== Input material ==
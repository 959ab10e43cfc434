//! vrouter - reactive virtual router
//!
//! Decision engine of a router-style SDN application: it sees the first
//! packet of each new flow, decides where the flow goes and installs
//! steering rules so later packets bypass the controller. Peering flows
//! towards external BGP speakers are provisioned from configuration.

pub mod config;
pub mod controller;
pub mod dataplane;
pub mod error;
pub mod platform;
pub mod protocol;
pub mod telemetry;

pub use error::{Error, Result};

== What to produce ==
Give the records back in full, word for word.

== Reply ==
repository 959ab10e43cfc434
//! vrouter - reactive virtual router
//!
//! Decision engine of a router-style SDN application: it sees the first
//! packet of each new flow, decides where the flow goes and installs
//! steering rules so later packets bypass the controller. Peering flows
//! towards external BGP speakers are provisioned from configuration.

pub mod config;
pub mod controller;
pub mod dataplane;
pub mod error;
pub mod platform;
pub mod protocol;
pub mod telemetry;

pub use error::{Error, Result};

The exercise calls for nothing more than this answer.